The output should be every line below that includes the word "localhost".

##### Source material

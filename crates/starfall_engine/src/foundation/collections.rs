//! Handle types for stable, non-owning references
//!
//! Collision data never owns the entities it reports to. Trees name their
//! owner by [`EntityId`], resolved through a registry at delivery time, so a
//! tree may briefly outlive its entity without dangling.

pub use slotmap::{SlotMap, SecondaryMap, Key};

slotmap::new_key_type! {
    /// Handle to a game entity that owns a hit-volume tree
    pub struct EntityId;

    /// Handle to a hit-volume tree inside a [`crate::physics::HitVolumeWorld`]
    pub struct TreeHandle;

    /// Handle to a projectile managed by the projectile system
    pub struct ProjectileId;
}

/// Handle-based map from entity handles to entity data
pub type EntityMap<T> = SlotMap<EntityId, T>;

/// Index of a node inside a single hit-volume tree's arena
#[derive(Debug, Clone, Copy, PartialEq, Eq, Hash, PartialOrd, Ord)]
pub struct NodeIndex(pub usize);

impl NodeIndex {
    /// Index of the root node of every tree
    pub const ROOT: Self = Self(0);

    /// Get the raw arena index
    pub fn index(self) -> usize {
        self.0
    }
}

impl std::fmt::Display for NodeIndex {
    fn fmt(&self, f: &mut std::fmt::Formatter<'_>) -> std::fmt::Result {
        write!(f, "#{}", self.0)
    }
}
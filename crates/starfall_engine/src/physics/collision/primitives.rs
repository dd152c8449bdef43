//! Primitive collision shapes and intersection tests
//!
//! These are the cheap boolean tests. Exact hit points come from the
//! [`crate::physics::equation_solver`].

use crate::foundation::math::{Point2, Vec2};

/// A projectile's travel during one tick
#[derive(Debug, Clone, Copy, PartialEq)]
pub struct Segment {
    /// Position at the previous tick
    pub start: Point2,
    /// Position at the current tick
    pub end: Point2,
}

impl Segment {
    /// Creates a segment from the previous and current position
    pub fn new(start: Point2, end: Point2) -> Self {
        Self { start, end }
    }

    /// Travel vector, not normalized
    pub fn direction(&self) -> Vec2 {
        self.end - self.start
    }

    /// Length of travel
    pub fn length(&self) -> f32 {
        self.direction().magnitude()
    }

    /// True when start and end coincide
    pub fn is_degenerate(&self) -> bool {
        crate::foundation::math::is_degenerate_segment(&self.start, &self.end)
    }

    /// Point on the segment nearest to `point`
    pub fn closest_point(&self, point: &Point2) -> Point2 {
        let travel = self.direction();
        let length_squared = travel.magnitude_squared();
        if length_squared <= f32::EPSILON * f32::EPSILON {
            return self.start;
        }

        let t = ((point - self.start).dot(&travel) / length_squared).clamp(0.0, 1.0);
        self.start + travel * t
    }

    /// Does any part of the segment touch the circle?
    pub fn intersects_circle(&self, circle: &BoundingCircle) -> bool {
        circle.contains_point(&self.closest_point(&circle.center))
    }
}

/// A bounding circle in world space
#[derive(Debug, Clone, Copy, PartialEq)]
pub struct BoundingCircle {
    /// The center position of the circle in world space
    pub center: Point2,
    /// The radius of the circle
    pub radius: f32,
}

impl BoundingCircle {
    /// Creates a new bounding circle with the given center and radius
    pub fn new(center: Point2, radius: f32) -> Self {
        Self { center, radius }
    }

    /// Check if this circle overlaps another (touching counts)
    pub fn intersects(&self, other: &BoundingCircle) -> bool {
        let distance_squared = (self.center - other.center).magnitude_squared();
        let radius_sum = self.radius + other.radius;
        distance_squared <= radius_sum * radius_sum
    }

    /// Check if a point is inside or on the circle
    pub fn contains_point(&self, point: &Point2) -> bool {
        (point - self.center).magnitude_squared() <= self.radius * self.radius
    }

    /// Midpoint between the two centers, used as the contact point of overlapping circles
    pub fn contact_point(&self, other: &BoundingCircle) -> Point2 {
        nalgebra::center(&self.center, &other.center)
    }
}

##########
##### Source material

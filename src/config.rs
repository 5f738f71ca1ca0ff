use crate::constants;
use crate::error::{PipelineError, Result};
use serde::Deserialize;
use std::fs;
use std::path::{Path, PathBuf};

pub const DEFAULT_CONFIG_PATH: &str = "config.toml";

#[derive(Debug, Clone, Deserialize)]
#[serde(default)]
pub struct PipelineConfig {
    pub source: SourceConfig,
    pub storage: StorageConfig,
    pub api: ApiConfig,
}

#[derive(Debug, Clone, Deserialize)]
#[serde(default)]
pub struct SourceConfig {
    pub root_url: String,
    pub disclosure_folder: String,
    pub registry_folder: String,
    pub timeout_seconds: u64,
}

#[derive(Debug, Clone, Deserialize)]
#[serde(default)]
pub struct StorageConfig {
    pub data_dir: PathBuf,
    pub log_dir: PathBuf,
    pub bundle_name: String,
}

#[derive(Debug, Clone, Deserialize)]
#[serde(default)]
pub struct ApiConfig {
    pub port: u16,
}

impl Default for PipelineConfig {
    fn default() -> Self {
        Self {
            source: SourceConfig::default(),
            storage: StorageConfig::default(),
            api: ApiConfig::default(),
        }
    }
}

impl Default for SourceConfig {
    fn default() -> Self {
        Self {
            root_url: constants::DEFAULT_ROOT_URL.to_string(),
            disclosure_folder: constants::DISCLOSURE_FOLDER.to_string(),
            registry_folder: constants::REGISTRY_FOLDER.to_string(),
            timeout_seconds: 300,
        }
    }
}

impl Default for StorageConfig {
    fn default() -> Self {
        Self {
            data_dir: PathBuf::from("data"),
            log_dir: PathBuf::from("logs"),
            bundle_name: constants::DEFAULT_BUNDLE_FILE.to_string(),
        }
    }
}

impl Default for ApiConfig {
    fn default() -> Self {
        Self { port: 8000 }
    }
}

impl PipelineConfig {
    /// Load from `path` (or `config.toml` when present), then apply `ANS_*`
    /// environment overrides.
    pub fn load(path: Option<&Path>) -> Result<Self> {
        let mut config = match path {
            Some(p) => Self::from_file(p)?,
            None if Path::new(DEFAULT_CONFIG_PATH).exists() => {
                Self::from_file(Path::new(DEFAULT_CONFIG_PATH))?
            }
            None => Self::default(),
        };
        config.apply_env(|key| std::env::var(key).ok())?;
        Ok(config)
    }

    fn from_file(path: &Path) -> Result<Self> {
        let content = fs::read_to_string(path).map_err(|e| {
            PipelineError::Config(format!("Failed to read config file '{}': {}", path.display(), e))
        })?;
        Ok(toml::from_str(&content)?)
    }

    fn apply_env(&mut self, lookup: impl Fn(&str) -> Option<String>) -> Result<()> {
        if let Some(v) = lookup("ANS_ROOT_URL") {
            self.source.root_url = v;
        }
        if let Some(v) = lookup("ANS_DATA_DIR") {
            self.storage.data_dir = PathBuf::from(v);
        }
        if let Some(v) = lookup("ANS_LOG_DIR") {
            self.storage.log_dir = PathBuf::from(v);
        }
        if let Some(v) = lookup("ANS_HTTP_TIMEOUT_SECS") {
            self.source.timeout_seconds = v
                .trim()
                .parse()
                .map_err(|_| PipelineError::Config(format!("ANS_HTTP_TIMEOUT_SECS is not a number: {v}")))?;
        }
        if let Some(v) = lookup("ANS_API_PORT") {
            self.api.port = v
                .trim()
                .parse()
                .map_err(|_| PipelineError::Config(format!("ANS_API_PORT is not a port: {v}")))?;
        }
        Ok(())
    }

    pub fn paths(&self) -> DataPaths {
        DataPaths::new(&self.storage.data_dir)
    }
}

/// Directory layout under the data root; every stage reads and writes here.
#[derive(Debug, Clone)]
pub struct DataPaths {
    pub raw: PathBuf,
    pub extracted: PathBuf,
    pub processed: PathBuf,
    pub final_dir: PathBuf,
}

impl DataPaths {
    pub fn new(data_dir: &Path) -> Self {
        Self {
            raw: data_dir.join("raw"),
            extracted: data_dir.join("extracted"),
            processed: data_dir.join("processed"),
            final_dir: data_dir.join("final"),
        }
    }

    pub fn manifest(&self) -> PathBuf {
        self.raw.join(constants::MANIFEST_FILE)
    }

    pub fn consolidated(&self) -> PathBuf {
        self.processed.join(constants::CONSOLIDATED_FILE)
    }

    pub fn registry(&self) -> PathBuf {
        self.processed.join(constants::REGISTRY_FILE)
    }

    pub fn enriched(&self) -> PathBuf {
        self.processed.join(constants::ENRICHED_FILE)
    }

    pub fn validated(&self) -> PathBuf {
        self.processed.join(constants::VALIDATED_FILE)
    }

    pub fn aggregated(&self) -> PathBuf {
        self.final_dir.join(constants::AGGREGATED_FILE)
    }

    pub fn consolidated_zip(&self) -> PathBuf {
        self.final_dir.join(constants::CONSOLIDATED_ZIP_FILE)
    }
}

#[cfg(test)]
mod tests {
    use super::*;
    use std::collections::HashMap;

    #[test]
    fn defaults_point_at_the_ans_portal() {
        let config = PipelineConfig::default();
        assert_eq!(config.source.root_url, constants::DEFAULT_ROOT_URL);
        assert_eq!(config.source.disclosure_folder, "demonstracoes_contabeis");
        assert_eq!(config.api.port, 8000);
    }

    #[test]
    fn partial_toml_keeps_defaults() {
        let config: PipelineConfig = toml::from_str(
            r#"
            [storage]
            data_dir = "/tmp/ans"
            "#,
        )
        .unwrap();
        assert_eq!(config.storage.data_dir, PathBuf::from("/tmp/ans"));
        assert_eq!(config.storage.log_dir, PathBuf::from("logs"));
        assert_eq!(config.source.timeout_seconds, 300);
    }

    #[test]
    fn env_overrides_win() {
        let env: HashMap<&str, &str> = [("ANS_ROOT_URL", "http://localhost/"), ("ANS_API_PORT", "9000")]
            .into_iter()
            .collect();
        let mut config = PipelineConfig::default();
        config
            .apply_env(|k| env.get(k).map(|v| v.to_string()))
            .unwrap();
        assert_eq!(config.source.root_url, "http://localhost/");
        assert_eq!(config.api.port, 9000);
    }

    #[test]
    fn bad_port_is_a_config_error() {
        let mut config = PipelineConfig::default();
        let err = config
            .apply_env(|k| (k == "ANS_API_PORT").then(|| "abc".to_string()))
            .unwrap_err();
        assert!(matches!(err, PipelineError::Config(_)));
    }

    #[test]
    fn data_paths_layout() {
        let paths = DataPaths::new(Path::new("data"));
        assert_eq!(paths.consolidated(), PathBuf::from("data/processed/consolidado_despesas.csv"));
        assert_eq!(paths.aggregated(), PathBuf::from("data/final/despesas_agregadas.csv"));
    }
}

##########
##### Source material

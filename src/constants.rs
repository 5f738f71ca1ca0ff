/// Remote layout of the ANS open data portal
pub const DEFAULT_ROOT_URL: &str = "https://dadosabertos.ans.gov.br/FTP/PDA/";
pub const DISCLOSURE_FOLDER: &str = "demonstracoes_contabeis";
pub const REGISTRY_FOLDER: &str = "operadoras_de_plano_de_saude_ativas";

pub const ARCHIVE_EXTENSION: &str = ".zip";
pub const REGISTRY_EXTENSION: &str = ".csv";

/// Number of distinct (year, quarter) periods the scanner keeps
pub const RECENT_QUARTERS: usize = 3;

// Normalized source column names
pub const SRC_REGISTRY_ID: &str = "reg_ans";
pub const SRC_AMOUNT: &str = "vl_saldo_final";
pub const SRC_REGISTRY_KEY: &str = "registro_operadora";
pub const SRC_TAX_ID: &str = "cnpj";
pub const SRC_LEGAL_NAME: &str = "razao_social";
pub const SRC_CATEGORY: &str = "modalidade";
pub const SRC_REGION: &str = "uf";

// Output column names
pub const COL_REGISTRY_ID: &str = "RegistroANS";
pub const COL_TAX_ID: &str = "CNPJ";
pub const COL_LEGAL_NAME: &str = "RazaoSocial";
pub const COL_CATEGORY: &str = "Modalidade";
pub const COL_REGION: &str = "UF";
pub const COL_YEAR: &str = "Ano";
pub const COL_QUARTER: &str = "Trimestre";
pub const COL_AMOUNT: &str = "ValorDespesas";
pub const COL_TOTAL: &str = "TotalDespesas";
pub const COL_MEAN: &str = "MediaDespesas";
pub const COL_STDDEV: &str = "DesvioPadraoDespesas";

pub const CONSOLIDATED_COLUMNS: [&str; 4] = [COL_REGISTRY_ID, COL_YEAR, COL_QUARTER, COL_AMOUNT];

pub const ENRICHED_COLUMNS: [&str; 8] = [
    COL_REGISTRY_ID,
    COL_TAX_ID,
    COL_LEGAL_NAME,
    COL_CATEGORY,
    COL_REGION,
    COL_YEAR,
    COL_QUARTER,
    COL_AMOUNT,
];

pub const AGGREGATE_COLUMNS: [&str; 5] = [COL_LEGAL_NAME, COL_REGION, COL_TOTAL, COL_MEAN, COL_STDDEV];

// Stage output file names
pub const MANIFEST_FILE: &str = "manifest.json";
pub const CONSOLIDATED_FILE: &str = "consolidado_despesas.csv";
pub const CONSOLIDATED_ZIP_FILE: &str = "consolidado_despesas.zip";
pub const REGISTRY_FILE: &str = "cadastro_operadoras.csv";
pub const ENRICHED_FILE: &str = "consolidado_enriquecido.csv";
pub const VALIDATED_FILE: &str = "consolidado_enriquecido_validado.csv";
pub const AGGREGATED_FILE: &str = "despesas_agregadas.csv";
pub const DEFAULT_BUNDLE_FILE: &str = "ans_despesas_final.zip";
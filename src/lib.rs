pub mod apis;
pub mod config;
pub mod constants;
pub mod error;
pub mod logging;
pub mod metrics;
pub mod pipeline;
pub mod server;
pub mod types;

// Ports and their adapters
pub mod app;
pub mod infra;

##########

## Answer
        let env: HashMap<&str, &str> = [("ANS_ROOT_URL", "http://localhost/"), ("ANS_API_PORT", "9000")]
        assert_eq!(config.source.root_url, "http://localhost/");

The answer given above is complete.